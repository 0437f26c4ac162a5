//! The `JobQueue` trait: owned here, implemented against Postgres by `db`.
//!
//! Kept as a trait for the same reason `engine::store` and
//! `scheduler::store` are: the worker poll loop has to be exercised in unit
//! tests without a running Postgres instance.

use async_trait::async_trait;
use uuid::Uuid;

use crate::error::QueueError;
use crate::model::{EnqueueJob, Job};

#[async_trait]
pub trait JobQueue: Send + Sync {
    async fn enqueue(&self, job: EnqueueJob) -> Result<Job, QueueError>;

    /// Atomically claim the oldest pending job and mark it `processing`,
    /// incrementing its attempt counter. Returns `None` if nothing is due.
    async fn claim_next(&self) -> Result<Option<Job>, QueueError>;

    async fn complete(&self, job_id: Uuid) -> Result<(), QueueError>;

    /// Mark a claimed job failed. Requeues to `pending` unless `attempts`
    /// has reached `max_attempts`, in which case it's dead-lettered.
    async fn fail(&self, job_id: Uuid) -> Result<(), QueueError>;
}

pub mod memory {
    use std::collections::VecDeque;
    use std::sync::Mutex;

    use chrono::Utc;

    use super::*;
    use crate::model::JobStatus;

    /// In-memory `JobQueue`, FIFO by enqueue order. Used by this crate's
    /// own worker-loop tests and by other crates that need a queue double.
    #[derive(Default)]
    pub struct InMemoryJobQueue {
        jobs: Mutex<VecDeque<Job>>,
    }

    impl InMemoryJobQueue {
        pub fn new() -> Self {
            Self::default()
        }
    }

    #[async_trait]
    impl JobQueue for InMemoryJobQueue {
        async fn enqueue(&self, job: EnqueueJob) -> Result<Job, QueueError> {
            let now = Utc::now();
            let row = Job {
                id: Uuid::new_v4(),
                run_id: job.run_id,
                workflow_id: job.workflow_id,
                version: job.version,
                user_id: job.user_id,
                trigger_node_id: job.trigger_node_id,
                status: JobStatus::Pending,
                attempts: 0,
                max_attempts: job.max_attempts,
                payload: job.payload,
                created_at: now,
                updated_at: now,
            };
            self.jobs.lock().unwrap().push_back(row.clone());
            Ok(row)
        }

        async fn claim_next(&self) -> Result<Option<Job>, QueueError> {
            let mut jobs = self.jobs.lock().unwrap();
            let pos = jobs.iter().position(|j| j.status == JobStatus::Pending);
            let Some(pos) = pos else { return Ok(None) };
            let job = &mut jobs[pos];
            job.status = JobStatus::Processing;
            job.attempts += 1;
            job.updated_at = Utc::now();
            Ok(Some(job.clone()))
        }

        async fn complete(&self, job_id: Uuid) -> Result<(), QueueError> {
            let mut jobs = self.jobs.lock().unwrap();
            let job = jobs.iter_mut().find(|j| j.id == job_id).ok_or_else(|| QueueError::NotFound(job_id.to_string()))?;
            job.status = JobStatus::Completed;
            job.updated_at = Utc::now();
            Ok(())
        }

        async fn fail(&self, job_id: Uuid) -> Result<(), QueueError> {
            let mut jobs = self.jobs.lock().unwrap();
            let job = jobs.iter_mut().find(|j| j.id == job_id).ok_or_else(|| QueueError::NotFound(job_id.to_string()))?;
            job.status = if job.attempts >= job.max_attempts { JobStatus::DeadLettered } else { JobStatus::Pending };
            job.updated_at = Utc::now();
            Ok(())
        }
    }
}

== == ==

• To do: Looking at the material above, please copy exactly every line from its first line through the line containing "nothing is due.", with both ends included and nothing else.

• Output below:
repository 0437f26c4ac162a5
//! The `JobQueue` trait: owned here, implemented against Postgres by `db`.
//!
//! Kept as a trait for the same reason `engine::store` and
//! `scheduler::store` are: the worker poll loop has to be exercised in unit
//! tests without a running Postgres instance.

use async_trait::async_trait;
use uuid::Uuid;

use crate::error::QueueError;
use crate::model::{EnqueueJob, Job};

#[async_trait]
pub trait JobQueue: Send + Sync {
    async fn enqueue(&self, job: EnqueueJob) -> Result<Job, QueueError>;

    /// Atomically claim the oldest pending job and mark it `processing`,
    /// incrementing its attempt counter. Returns `None` if nothing is due.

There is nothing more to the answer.